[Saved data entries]
-------------------------

//! # Spotify Integration Module
//!
//! Authentication against Spotify's accounts service using the OAuth 2.0
//! Authorization Code Flow with PKCE (Proof Key for Code Exchange).
//!
//! ## Architecture
//!
//! ```text
//! REST layer (get_authorization_header)
//!          ↓
//! PkceAuthenticator (auth)
//!     ├── CredentialStore      (management)
//!     ├── TokenExchanger       (token)
//!     ├── RedirectServer       (server, api)
//!     └── verifier / challenge (utils)
//!          ↓
//! accounts.spotify.com
//! ```
//!
//! ## Flow Implementation
//! 1. **Refresh**: stored credentials are refreshed with their refresh token
//! 2. **Fallback**: any refresh failure starts a full authorization
//! 3. **Challenge Creation**: a random verifier and its S256 challenge
//! 4. **Authorization Request**: the user is sent to Spotify with the challenge
//! 5. **Local Callback**: a single-use listener captures the authorization code
//! 6. **Token Exchange**: code + verifier are exchanged for credentials
//! 7. **Token Storage**: credentials are persisted atomically for the next run

pub mod auth;
pub mod token;

pub use auth::{BrowserLauncher, PkceAuthenticator, SystemBrowser};
pub use token::{SpotifyTokenClient, TokenExchanger};
use std::{io, time::Duration};

use indicatif::{ProgressBar, ProgressStyle};
use url::Url;

use crate::{
    cli::{error_chain, load_config},
    error, info,
    spotify::{BrowserLauncher, PkceAuthenticator},
    success, warning,
};

/// Opens the browser and keeps a spinner running while the flow waits for
/// the redirect.
struct SpinnerBrowser {
    pb: ProgressBar,
}

impl BrowserLauncher for SpinnerBrowser {
    fn open(&self, url: &Url) -> io::Result<()> {
        if webbrowser::open(url.as_str()).is_err() {
            self.pb.suspend(|| {
                warning!(
                    "Failed to open browser. Please navigate to the following URL manually:\n{}",
                    url
                )
            });
        }

        self.pb
            .set_message("Waiting for authorization in the browser...");
        self.pb.enable_steady_tick(Duration::from_millis(100));
        Ok(())
    }
}

fn spinner() -> ProgressBar {
    let pb = ProgressBar::new_spinner();
    if let Ok(style) = ProgressStyle::with_template("{spinner:.blue} {msg}") {
        pb.set_style(style.tick_chars("⠋⠙⠹⠸⠼⠴⠦⠧⠇⠏"));
    }
    pb
}

pub async fn auth() {
    let config = load_config();
    let pb = spinner();

    let mut authenticator = match PkceAuthenticator::new(config) {
        Ok(a) => a.with_browser(SpinnerBrowser { pb: pb.clone() }),
        Err(e) => error!("Cannot set up authentication: {}", error_chain(&e)),
    };

    match authenticator.get_credentials().await {
        Ok(credentials) => {
            pb.finish_and_clear();
            success!("Authentication successful!");
            if credentials.scope.is_empty() {
                info!("No scopes granted.");
            } else {
                info!("Granted scopes: {}", credentials.scope);
            }
            info!(
                "Credentials stored at {}",
                authenticator.store().path().display()
            );
        }
        Err(e) => {
            pb.finish_and_clear();
            error!("Authentication failed: {}", error_chain(&e));
        }
    }
}

pub async fn header() {
    let config = load_config();

    let mut authenticator = match PkceAuthenticator::new(config) {
        Ok(a) => a,
        Err(e) => error!("Cannot set up authentication: {}", error_chain(&e)),
    };

    match authenticator.get_authorization_header().await {
        Ok(header) => println!("{}", header),
        Err(e) => error!("Authentication failed: {}", error_chain(&e)),
    }
}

-------------------------

▶ WHAT TO WORK ON: Number of lines above containing the word "match": state it and add nothing else.

▶ PROBLEM SOLUTION: 4